◆ **HOW TO COMPLETE THIS TASK**
The full set of records needs to be retyped exactly.
☆ ☆ ☆ ☆ ☆ ☆ ☆
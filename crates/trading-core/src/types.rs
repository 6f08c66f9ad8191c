//! Core domain types for the tradeguard system.

pub mod bar;
pub mod order;
pub mod position;
pub mod trade;

pub use bar::*;
pub use order::*;
pub use position::*;
pub use trade::*;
☆ ☆ ☆ ☆ ☆ ☆ ☆
◆ **ANSWER TO THE PROBLEM**
filename crates/trading-core/src/types.rs
repository 6f08c66f9ad8191c
//! Core domain types for the tradeguard system.

pub mod bar;
pub mod order;
pub mod position;
pub mod trade;

pub use bar::*;
pub use order::*;
pub use position::*;
pub use trade::*;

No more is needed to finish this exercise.